WORK INSTRUCTIONS
Look down the entries below and report how many lines hold the string "static"; write nothing else.

++++ SOURCE INFORMATION ++++

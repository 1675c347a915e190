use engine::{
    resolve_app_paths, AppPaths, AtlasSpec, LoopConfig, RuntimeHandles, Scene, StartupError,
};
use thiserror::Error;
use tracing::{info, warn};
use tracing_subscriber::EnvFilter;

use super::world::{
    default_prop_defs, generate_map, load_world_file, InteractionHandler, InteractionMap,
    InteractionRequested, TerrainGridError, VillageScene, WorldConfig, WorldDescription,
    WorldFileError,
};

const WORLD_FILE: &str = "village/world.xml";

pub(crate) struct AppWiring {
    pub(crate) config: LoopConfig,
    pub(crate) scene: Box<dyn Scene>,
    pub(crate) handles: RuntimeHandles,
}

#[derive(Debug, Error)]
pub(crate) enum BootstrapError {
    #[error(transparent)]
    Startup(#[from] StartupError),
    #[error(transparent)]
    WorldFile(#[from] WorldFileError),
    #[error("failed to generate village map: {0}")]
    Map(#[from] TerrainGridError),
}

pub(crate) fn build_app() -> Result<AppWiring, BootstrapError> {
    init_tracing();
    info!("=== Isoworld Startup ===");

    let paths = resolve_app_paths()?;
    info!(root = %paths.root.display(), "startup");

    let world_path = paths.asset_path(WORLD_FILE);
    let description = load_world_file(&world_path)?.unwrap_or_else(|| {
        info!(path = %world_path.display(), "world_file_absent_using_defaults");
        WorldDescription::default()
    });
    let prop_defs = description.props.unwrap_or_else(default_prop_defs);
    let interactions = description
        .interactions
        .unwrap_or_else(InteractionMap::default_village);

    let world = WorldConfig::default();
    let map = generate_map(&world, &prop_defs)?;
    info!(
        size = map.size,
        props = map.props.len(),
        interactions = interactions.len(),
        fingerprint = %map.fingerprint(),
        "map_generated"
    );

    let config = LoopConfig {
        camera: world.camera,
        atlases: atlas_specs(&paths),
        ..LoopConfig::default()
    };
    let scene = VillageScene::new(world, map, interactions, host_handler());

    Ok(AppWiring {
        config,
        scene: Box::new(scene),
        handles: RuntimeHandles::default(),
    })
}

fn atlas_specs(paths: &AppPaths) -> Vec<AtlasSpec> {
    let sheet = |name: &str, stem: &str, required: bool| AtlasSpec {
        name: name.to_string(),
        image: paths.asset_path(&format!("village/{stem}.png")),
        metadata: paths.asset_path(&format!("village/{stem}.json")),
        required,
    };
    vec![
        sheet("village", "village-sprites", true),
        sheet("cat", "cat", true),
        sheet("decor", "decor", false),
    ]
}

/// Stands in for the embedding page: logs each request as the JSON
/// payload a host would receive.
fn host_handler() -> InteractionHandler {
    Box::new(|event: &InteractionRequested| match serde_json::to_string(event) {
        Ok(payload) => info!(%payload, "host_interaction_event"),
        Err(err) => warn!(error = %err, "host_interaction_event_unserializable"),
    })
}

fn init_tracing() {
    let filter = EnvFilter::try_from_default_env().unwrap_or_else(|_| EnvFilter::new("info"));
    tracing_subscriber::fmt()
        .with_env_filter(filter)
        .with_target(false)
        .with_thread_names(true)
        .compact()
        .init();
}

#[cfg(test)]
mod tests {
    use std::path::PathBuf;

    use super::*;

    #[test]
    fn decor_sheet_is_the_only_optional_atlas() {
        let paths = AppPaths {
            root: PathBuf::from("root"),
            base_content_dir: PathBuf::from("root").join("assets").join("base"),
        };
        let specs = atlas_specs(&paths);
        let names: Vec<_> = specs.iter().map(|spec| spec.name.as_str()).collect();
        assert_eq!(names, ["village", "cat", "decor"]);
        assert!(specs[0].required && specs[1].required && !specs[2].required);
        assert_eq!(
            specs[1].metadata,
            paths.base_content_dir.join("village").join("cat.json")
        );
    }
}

++++
++++ SOURCE INFORMATION ++++

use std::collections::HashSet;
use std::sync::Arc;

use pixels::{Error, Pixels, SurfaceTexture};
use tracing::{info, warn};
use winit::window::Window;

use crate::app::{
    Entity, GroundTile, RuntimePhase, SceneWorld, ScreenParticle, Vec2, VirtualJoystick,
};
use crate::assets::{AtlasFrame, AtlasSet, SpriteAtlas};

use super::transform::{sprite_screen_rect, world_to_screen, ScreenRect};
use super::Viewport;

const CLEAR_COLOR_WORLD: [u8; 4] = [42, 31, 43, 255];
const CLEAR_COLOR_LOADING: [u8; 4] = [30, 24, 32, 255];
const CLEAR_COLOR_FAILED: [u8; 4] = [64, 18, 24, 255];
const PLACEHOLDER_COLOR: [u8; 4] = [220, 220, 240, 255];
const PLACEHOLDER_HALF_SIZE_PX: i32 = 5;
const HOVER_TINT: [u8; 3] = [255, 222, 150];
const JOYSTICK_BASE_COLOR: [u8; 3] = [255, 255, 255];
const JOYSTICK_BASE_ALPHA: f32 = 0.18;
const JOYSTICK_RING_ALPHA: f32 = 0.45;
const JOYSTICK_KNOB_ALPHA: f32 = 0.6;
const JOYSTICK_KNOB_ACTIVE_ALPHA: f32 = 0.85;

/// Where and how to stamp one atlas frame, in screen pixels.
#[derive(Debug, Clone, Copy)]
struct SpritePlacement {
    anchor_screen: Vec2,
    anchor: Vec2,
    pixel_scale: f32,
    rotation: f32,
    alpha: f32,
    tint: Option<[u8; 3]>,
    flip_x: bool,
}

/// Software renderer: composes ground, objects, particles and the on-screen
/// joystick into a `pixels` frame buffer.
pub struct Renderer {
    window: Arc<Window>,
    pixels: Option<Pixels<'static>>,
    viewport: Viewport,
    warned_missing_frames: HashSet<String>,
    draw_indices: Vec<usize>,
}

++++
++++ SOURCE INFORMATION ++++

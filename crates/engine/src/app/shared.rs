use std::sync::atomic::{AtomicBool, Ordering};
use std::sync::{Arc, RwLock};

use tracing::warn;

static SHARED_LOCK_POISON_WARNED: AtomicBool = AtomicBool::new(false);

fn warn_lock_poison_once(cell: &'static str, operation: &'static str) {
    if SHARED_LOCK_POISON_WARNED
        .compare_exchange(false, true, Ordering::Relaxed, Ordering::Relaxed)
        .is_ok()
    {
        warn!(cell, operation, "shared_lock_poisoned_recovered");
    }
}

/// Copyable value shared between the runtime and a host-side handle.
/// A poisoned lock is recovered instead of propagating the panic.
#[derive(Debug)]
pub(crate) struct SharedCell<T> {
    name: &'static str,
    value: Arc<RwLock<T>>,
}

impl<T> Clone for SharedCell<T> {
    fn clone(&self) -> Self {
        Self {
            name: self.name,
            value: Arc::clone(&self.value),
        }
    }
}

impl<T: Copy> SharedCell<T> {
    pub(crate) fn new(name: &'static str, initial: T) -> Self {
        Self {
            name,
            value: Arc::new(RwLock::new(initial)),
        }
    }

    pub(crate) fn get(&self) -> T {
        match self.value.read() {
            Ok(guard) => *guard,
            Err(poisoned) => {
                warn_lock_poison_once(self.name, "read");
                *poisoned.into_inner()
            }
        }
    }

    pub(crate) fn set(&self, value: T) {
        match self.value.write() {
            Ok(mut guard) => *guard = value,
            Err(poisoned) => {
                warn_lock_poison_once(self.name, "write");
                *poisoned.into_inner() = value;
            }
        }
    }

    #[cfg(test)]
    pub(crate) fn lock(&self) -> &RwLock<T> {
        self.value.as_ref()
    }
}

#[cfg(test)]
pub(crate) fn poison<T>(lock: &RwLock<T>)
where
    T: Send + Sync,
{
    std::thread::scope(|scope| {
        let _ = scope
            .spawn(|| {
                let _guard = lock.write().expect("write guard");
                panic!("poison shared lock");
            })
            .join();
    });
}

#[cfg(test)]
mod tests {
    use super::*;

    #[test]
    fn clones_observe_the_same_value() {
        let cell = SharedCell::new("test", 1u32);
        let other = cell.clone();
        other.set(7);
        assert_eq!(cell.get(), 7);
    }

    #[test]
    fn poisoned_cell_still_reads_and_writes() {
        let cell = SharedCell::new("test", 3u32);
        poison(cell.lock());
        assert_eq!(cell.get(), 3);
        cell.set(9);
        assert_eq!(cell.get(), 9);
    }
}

++++

PROBLEM SOLUTION
5